[Saved entries]
+---+

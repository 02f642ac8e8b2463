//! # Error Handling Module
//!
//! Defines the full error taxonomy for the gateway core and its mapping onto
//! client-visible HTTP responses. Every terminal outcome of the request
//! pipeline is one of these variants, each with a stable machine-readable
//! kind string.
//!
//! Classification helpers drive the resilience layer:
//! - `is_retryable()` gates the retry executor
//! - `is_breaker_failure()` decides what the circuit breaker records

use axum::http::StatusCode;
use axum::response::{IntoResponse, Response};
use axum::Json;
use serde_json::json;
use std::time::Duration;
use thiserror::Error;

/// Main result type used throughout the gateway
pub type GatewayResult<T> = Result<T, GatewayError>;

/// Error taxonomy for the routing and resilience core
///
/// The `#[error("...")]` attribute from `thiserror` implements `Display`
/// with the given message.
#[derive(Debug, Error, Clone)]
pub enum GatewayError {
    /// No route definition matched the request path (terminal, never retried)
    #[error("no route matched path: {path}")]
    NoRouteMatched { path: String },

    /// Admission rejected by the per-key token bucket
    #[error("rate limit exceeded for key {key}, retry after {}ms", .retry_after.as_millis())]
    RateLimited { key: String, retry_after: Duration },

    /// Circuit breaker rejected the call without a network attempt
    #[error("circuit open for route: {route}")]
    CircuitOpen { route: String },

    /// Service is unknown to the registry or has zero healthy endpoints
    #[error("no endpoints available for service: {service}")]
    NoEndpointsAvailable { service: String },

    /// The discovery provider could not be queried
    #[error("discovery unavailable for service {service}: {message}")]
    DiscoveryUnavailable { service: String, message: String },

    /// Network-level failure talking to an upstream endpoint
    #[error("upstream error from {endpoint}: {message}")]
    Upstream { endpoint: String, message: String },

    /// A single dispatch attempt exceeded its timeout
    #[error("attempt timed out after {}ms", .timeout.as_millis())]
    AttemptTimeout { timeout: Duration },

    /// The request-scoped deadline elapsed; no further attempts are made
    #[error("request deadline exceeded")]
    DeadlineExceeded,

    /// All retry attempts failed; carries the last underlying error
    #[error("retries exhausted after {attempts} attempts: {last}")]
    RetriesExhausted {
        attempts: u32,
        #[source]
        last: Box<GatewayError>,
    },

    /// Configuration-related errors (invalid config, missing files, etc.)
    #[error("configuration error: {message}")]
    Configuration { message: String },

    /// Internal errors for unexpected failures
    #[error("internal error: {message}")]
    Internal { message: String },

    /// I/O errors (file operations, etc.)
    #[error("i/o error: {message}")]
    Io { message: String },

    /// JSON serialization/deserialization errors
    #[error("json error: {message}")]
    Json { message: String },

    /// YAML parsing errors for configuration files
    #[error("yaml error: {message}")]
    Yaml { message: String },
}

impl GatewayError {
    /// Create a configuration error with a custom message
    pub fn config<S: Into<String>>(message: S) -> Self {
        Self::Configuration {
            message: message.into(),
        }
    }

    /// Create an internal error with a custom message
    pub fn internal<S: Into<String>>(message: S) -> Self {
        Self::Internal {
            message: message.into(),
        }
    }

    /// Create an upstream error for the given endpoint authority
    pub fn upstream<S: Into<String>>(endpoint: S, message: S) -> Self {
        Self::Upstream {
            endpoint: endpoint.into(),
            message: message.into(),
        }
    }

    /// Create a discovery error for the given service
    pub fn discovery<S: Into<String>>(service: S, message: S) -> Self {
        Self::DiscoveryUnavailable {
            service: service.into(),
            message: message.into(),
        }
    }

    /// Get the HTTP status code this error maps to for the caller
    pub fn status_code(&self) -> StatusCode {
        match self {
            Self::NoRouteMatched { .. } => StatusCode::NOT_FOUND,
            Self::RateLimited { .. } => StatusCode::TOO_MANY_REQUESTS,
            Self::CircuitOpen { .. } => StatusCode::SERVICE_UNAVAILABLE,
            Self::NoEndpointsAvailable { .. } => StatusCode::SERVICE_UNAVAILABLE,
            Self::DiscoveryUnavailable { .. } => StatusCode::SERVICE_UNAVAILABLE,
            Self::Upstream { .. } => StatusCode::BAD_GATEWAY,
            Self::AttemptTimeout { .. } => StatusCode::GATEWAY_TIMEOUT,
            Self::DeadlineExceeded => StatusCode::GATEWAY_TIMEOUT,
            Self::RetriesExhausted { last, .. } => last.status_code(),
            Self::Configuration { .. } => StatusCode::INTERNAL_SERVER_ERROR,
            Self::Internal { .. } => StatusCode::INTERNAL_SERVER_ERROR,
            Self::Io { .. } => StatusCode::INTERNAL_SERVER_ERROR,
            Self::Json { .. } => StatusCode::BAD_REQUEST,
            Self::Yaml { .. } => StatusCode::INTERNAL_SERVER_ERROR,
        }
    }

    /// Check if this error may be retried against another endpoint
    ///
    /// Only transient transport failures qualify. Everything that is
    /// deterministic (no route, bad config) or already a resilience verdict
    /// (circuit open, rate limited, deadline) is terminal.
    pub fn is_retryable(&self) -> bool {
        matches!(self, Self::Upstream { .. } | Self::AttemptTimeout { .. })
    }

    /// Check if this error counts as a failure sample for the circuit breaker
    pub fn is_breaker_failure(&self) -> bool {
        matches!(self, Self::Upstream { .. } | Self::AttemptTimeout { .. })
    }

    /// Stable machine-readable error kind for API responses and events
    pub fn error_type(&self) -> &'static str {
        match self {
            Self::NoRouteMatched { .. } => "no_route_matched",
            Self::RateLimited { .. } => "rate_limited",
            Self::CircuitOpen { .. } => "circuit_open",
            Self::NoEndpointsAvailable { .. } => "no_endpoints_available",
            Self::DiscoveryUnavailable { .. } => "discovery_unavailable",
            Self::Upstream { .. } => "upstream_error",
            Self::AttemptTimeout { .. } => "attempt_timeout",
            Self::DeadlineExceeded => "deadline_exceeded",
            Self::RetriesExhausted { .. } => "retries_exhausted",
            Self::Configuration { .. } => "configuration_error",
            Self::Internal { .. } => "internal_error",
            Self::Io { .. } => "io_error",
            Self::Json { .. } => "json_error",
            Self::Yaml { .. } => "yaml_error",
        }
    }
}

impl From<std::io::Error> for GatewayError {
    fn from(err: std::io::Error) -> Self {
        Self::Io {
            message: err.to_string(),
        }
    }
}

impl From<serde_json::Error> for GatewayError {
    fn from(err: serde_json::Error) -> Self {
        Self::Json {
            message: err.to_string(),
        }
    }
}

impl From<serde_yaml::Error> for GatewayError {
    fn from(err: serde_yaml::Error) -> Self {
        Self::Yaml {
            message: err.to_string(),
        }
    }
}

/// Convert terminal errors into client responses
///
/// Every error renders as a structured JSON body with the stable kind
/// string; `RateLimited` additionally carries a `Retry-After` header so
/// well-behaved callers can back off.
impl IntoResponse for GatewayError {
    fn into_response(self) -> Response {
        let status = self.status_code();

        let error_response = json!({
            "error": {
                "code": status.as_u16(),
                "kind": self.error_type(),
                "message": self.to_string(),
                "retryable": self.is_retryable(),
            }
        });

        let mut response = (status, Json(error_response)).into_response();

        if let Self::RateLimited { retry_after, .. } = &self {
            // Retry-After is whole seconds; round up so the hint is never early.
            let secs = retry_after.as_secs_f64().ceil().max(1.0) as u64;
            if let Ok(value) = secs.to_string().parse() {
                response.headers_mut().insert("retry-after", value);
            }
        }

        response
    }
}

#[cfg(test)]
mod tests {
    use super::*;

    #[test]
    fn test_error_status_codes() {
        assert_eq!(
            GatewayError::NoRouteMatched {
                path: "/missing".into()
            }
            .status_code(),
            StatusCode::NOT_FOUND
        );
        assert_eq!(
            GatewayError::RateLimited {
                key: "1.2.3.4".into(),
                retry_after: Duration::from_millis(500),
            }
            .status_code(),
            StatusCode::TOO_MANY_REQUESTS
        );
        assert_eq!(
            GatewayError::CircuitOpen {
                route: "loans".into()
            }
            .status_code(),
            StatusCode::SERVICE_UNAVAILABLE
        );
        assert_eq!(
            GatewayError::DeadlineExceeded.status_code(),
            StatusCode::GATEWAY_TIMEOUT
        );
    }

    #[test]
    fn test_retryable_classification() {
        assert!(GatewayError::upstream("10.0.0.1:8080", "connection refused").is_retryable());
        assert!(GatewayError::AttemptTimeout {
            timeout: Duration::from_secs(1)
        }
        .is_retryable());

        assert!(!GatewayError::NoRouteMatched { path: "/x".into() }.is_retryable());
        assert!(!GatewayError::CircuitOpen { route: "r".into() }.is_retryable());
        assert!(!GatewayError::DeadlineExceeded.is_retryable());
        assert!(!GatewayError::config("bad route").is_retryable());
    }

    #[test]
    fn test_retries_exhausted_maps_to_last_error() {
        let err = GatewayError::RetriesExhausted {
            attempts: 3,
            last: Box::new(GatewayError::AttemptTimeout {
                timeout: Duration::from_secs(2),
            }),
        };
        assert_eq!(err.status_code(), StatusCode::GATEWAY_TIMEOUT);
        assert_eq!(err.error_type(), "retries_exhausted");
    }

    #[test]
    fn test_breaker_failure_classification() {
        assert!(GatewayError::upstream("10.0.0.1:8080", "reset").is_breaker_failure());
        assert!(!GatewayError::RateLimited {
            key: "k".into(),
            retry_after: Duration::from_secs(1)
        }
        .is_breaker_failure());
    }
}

+---+

**WHAT NEEDS TO BE DONE:**
Go through the lines above and count those with "core"; report only the number.

**REPLY TO THE EXERCISE:**
2